:: The task ::
Nothing may be dropped or added when the entries below are copied.

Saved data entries
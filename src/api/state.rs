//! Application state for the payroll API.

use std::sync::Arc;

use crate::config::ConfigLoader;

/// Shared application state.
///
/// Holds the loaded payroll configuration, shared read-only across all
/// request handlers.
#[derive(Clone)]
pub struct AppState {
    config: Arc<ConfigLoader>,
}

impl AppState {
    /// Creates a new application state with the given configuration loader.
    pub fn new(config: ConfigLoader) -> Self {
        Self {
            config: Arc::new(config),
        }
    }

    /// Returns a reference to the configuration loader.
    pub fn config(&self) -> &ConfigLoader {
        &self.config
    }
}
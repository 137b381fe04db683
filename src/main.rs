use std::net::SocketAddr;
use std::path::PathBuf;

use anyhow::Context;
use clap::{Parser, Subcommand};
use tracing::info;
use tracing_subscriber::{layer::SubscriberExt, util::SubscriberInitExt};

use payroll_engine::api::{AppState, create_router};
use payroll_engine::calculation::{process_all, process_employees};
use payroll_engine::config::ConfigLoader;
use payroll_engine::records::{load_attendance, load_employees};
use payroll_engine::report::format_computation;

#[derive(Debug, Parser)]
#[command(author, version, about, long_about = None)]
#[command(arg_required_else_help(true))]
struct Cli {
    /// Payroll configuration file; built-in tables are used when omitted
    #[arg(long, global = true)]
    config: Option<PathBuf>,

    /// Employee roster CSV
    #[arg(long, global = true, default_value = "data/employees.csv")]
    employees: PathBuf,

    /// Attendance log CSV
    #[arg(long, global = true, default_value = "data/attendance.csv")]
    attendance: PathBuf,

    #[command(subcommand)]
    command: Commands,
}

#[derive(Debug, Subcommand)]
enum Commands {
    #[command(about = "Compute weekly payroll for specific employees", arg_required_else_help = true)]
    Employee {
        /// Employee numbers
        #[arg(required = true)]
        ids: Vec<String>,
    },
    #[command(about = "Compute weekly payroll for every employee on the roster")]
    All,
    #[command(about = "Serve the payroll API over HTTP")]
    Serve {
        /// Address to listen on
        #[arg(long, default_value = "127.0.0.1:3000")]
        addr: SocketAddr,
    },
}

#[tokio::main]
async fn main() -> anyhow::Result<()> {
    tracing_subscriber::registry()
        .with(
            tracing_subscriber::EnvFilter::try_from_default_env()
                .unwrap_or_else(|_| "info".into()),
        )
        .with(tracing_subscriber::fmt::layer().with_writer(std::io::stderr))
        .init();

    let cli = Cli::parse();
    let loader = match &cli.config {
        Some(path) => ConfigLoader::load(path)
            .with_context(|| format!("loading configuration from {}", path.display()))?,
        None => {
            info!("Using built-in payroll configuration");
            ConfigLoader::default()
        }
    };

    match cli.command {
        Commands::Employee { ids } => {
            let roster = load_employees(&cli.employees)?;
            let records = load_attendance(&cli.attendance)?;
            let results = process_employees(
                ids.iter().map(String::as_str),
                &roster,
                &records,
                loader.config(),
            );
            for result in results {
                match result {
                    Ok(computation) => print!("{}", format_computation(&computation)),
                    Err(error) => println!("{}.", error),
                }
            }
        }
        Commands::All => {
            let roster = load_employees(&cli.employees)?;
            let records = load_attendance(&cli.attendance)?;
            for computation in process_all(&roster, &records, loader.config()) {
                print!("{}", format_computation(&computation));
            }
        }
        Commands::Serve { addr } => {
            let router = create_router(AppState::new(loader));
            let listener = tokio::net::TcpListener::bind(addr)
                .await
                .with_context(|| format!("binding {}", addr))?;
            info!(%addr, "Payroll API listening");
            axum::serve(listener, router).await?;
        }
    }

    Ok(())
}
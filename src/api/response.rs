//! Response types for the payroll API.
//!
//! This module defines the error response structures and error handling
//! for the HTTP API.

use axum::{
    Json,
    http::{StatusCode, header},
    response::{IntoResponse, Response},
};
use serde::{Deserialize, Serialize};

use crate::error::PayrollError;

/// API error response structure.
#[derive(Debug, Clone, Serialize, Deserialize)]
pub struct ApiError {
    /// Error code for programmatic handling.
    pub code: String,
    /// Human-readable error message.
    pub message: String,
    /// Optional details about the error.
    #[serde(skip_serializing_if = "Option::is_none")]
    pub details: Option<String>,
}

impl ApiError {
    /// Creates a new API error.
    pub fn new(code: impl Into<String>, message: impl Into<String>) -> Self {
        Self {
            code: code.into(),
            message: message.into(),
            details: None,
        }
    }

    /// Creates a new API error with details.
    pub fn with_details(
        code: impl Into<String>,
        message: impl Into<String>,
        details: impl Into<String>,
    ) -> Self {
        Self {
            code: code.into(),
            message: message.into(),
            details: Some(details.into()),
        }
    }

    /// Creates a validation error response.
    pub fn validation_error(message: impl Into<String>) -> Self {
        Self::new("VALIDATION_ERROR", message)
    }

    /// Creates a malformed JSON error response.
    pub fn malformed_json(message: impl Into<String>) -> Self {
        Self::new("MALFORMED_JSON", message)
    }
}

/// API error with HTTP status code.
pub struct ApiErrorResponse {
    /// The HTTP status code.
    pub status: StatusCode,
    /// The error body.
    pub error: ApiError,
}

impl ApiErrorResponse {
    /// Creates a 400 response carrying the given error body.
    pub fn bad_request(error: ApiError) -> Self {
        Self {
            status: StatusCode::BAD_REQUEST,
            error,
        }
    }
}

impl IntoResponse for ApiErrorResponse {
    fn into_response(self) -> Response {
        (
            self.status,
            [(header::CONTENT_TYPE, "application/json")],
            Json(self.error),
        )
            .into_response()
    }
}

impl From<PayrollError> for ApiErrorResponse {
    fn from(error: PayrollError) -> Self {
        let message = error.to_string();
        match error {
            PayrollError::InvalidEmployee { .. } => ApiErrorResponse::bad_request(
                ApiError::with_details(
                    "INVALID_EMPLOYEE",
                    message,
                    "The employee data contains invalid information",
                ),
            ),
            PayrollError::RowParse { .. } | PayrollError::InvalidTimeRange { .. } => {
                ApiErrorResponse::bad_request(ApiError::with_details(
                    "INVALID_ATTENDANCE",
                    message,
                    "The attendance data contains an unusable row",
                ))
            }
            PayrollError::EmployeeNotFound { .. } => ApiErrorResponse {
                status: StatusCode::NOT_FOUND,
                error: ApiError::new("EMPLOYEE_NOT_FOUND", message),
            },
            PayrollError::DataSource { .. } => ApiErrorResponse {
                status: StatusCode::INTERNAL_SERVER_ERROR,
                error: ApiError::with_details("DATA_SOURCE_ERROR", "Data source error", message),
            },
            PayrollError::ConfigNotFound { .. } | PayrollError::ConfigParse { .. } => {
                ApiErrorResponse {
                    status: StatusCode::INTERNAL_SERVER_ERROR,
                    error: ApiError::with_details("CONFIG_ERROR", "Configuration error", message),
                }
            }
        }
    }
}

:: Written response ::
filename src/api/state.rs
//! Application state for the payroll API.

use std::sync::Arc;

use crate::config::ConfigLoader;

/// Shared application state.
///
/// Holds the loaded payroll configuration, shared read-only across all
/// request handlers.
#[derive(Clone)]
pub struct AppState {
    config: Arc<ConfigLoader>,
}

impl AppState {
    /// Creates a new application state with the given configuration loader.
    pub fn new(config: ConfigLoader) -> Self {
        Self {
            config: Arc::new(config),
        }
    }

    /// Returns a reference to the configuration loader.
    pub fn config(&self) -> &ConfigLoader {
        &self.config
    }
}
repository 137b381fe04db683
filename src/main.rs
use std::net::SocketAddr;
use std::path::PathBuf;

use anyhow::Context;
use clap::{Parser, Subcommand};
use tracing::info;
use tracing_subscriber::{layer::SubscriberExt, util::SubscriberInitExt};

use payroll_engine::api::{AppState, create_router};
use payroll_engine::calculation::{process_all, process_employees};
use payroll_engine::config::ConfigLoader;
use payroll_engine::records::{load_attendance, load_employees};
use payroll_engine::report::format_computation;

#[derive(Debug, Parser)]
#[command(author, version, about, long_about = None)]
#[command(arg_required_else_help(true))]
struct Cli {
    /// Payroll configuration file; built-in tables are used when omitted
    #[arg(long, global = true)]
    config: Option<PathBuf>,

    /// Employee roster CSV
    #[arg(long, global = true, default_value = "data/employees.csv")]
    employees: PathBuf,

    /// Attendance log CSV
    #[arg(long, global = true, default_value = "data/attendance.csv")]
    attendance: PathBuf,

    #[command(subcommand)]
    command: Commands,
}

#[derive(Debug, Subcommand)]
enum Commands {
    #[command(about = "Compute weekly payroll for specific employees", arg_required_else_help = true)]
    Employee {
        /// Employee numbers
        #[arg(required = true)]
        ids: Vec<String>,
    },
    #[command(about = "Compute weekly payroll for every employee on the roster")]
    All,
    #[command(about = "Serve the payroll API over HTTP")]
    Serve {
        /// Address to listen on
        #[arg(long, default_value = "127.0.0.1:3000")]
        addr: SocketAddr,
    },
}

#[tokio::main]
async fn main() -> anyhow::Result<()> {
    tracing_subscriber::registry()
        .with(
            tracing_subscriber::EnvFilter::try_from_default_env()
                .unwrap_or_else(|_| "info".into()),
        )
        .with(tracing_subscriber::fmt::layer().with_writer(std::io::stderr))
        .init();

    let cli = Cli::parse();
    let loader = match &cli.config {
        Some(path) => ConfigLoader::load(path)
            .with_context(|| format!("loading configuration from {}", path.display()))?,
        None => {
            info!("Using built-in payroll configuration");
            ConfigLoader::default()
        }
    };

    match cli.command {
        Commands::Employee { ids } => {
            let roster = load_employees(&cli.employees)?;
            let records = load_attendance(&cli.attendance)?;
            let results = process_employees(
                ids.iter().map(String::as_str),
                &roster,
                &records,
                loader.config(),
            );
            for result in results {
                match result {
                    Ok(computation) => print!("{}", format_computation(&computation)),
                    Err(error) => println!("{}.", error),
                }
            }
        }
        Commands::All => {
            let roster = load_employees(&cli.employees)?;
            let records = load_attendance(&cli.attendance)?;
            for computation in process_all(&roster, &records, loader.config()) {
                print!("{}", format_computation(&computation));
            }
        }
        Commands::Serve { addr } => {
            let router = create_router(AppState::new(loader));
            let listener = tokio::net::TcpListener::bind(addr)
                .await
                .with_context(|| format!("binding {}", addr))?;
            info!(%addr, "Payroll API listening");
            axum::serve(listener, router).await?;
        }
    }

    Ok(())
}
filename src/api/response.rs
//! Response types for the payroll API.
//!
//! This module defines the error response structures and error handling
//! for the HTTP API.

use axum::{
    Json,
    http::{StatusCode, header},
    response::{IntoResponse, Response},
};
use serde::{Deserialize, Serialize};

use crate::error::PayrollError;

/// API error response structure.
#[derive(Debug, Clone, Serialize, Deserialize)]
pub struct ApiError {
    /// Error code for programmatic handling.
    pub code: String,
    /// Human-readable error message.
    pub message: String,
    /// Optional details about the error.
    #[serde(skip_serializing_if = "Option::is_none")]
    pub details: Option<String>,
}

impl ApiError {
    /// Creates a new API error.
    pub fn new(code: impl Into<String>, message: impl Into<String>) -> Self {
        Self {
            code: code.into(),
            message: message.into(),
            details: None,
        }
    }

    /// Creates a new API error with details.
    pub fn with_details(
        code: impl Into<String>,
        message: impl Into<String>,
        details: impl Into<String>,
    ) -> Self {
        Self {
            code: code.into(),
            message: message.into(),
            details: Some(details.into()),
        }
    }

    /// Creates a validation error response.
    pub fn validation_error(message: impl Into<String>) -> Self {
        Self::new("VALIDATION_ERROR", message)
    }

    /// Creates a malformed JSON error response.
    pub fn malformed_json(message: impl Into<String>) -> Self {
        Self::new("MALFORMED_JSON", message)
    }
}

/// API error with HTTP status code.
pub struct ApiErrorResponse {
    /// The HTTP status code.
    pub status: StatusCode,
    /// The error body.
    pub error: ApiError,
}

impl ApiErrorResponse {
    /// Creates a 400 response carrying the given error body.
    pub fn bad_request(error: ApiError) -> Self {
        Self {
            status: StatusCode::BAD_REQUEST,
            error,
        }
    }
}

impl IntoResponse for ApiErrorResponse {
    fn into_response(self) -> Response {
        (
            self.status,
            [(header::CONTENT_TYPE, "application/json")],
            Json(self.error),
        )
            .into_response()
    }
}

impl From<PayrollError> for ApiErrorResponse {
    fn from(error: PayrollError) -> Self {
        let message = error.to_string();
        match error {
            PayrollError::InvalidEmployee { .. } => ApiErrorResponse::bad_request(
                ApiError::with_details(
                    "INVALID_EMPLOYEE",
                    message,
                    "The employee data contains invalid information",
                ),
            ),
            PayrollError::RowParse { .. } | PayrollError::InvalidTimeRange { .. } => {
                ApiErrorResponse::bad_request(ApiError::with_details(
                    "INVALID_ATTENDANCE",
                    message,
                    "The attendance data contains an unusable row",
                ))
            }
            PayrollError::EmployeeNotFound { .. } => ApiErrorResponse {
                status: StatusCode::NOT_FOUND,
                error: ApiError::new("EMPLOYEE_NOT_FOUND", message),
            },
            PayrollError::DataSource { .. } => ApiErrorResponse {
                status: StatusCode::INTERNAL_SERVER_ERROR,
                error: ApiError::with_details("DATA_SOURCE_ERROR", "Data source error", message),
            },
            PayrollError::ConfigNotFound { .. } | PayrollError::ConfigParse { .. } => {
                ApiErrorResponse {
                    status: StatusCode::INTERNAL_SERVER_ERROR,
                    error: ApiError::with_details("CONFIG_ERROR", "Configuration error", message),
                }
            }
        }
    }
}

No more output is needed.